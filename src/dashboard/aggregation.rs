//! Transaction data aggregation for the dashboards.
//!
//! Provides functions to total income and expenses, merge them into a daily
//! series, interleave them into a single feed, and count sign ups per day.
//!
//! Everything here is a pure function of already fetched records. The caller
//! decides which owner and which window the records belong to and passes in
//! the reference time, so the results never depend on the system clock.

use std::{cmp::Ordering, collections::BTreeMap, iter::Peekable};

use serde::Serialize;
use time::{Date, OffsetDateTime};
use time_tz::Tz;

use crate::{amount::Amount, timezone::local_date, transaction::Transaction};

/// The total income and expenses of an owner scope.
#[derive(Debug, Clone, Copy, Default, PartialEq, Eq, Serialize)]
#[serde(rename_all = "camelCase")]
pub struct Totals {
    /// The sum of all income amounts.
    pub total_income: Amount,
    /// The sum of all expense amounts.
    pub total_expense: Amount,
}

/// The income and expense totals of a single calendar day.
#[derive(Debug, Clone, Copy, PartialEq, Eq, Serialize)]
pub struct DailyBucket {
    /// The calendar day, serialized as `YYYY-MM-DD`.
    pub date: Date,
    /// The sum of income amounts on `date`.
    pub income: Amount,
    /// The sum of expense amounts on `date`.
    pub expense: Amount,
}

/// The number of users that signed up on a single calendar day.
#[derive(Debug, Clone, Copy, PartialEq, Eq, Serialize)]
pub struct SignupBucket {
    /// The calendar day, serialized as `YYYY-MM-DD`.
    pub date: Date,
    /// How many users signed up on `date`.
    pub count: usize,
}

/// Sums the amounts of `transactions`, zero if there are none.
pub fn total_amount<'a>(transactions: impl IntoIterator<Item = &'a Transaction>) -> Amount {
    transactions
        .into_iter()
        .map(|transaction| transaction.amount)
        .sum()
}

/// Calculates the total income and expenses.
pub fn totals(income: &[Transaction], expenses: &[Transaction]) -> Totals {
    Totals {
        total_income: total_amount(income),
        total_expense: total_amount(expenses),
    }
}

/// Sums transaction amounts by calendar day.
fn sum_by_day<'a>(
    transactions: impl IntoIterator<Item = &'a Transaction>,
) -> BTreeMap<Date, Amount> {
    let mut totals = BTreeMap::new();

    for transaction in transactions {
        *totals.entry(transaction.date).or_insert(Amount::ZERO) += transaction.amount;
    }

    totals
}

/// Merges income and expenses into one series of daily totals.
///
/// Income and expenses are grouped by day separately and the two groupings
/// merged by walking their sorted days together. A day with only income or
/// only expenses gets zero for the other total. Days without any transactions
/// are left out rather than filled with zeros.
///
/// # Returns
/// Buckets sorted by date in ascending order, with at most one bucket per day.
pub fn daily_series<'a>(
    income: impl IntoIterator<Item = &'a Transaction>,
    expenses: impl IntoIterator<Item = &'a Transaction>,
) -> Vec<DailyBucket> {
    let income_by_day = sum_by_day(income);
    let expenses_by_day = sum_by_day(expenses);

    let mut buckets = Vec::with_capacity(income_by_day.len().max(expenses_by_day.len()));
    let mut income_days = income_by_day.into_iter().peekable();
    let mut expense_days = expenses_by_day.into_iter().peekable();

    while let Some(bucket) = next_bucket(&mut income_days, &mut expense_days) {
        buckets.push(bucket);
    }

    buckets
}

/// Takes the earliest day from the front of either series.
fn next_bucket<I>(income: &mut Peekable<I>, expenses: &mut Peekable<I>) -> Option<DailyBucket>
where
    I: Iterator<Item = (Date, Amount)>,
{
    let order = match (income.peek(), expenses.peek()) {
        (None, None) => return None,
        (Some(_), None) => Ordering::Less,
        (None, Some(_)) => Ordering::Greater,
        (Some((income_day, _)), Some((expense_day, _))) => income_day.cmp(expense_day),
    };

    match order {
        Ordering::Less => income.next().map(|(date, income)| DailyBucket {
            date,
            income,
            expense: Amount::ZERO,
        }),
        Ordering::Greater => expenses.next().map(|(date, expense)| DailyBucket {
            date,
            income: Amount::ZERO,
            expense,
        }),
        Ordering::Equal => income
            .next()
            .zip(expenses.next())
            .map(|((date, income), (_, expense))| DailyBucket {
                date,
                income,
                expense,
            }),
    }
}

/// Interleaves income and expenses into a single feed, newest first.
///
/// Transactions on the same day keep their relative order, income before
/// expenses.
///
/// # Returns
/// All of `income` and `expenses`, sorted by date in descending order.
pub fn combined_feed(income: Vec<Transaction>, expenses: Vec<Transaction>) -> Vec<Transaction> {
    let mut feed = income;
    feed.extend(expenses);
    // `sort_by` is stable, ties keep the order of concatenation.
    feed.sort_by(|a, b| b.date.cmp(&a.date));

    feed
}

/// Counts the users that signed up on each day since `since`.
///
/// Sign up times are converted to calendar days in `timezone`. Sign ups
/// before `since` are ignored and days without sign ups are left out.
///
/// # Returns
/// Buckets sorted by date in ascending order, each with a count of at least one.
pub fn signup_series(
    signup_times: impl IntoIterator<Item = OffsetDateTime>,
    since: OffsetDateTime,
    timezone: &Tz,
) -> Vec<SignupBucket> {
    let mut counts: BTreeMap<Date, usize> = BTreeMap::new();

    for signed_up_at in signup_times.into_iter().filter(|time| *time >= since) {
        *counts.entry(local_date(signed_up_at, timezone)).or_default() += 1;
    }

    counts
        .into_iter()
        .map(|(date, count)| SignupBucket { date, count })
        .collect()
}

- What you have to do
Using the material, find how many lines hold the word "single". Give the number by itself.

- Answer for the task
4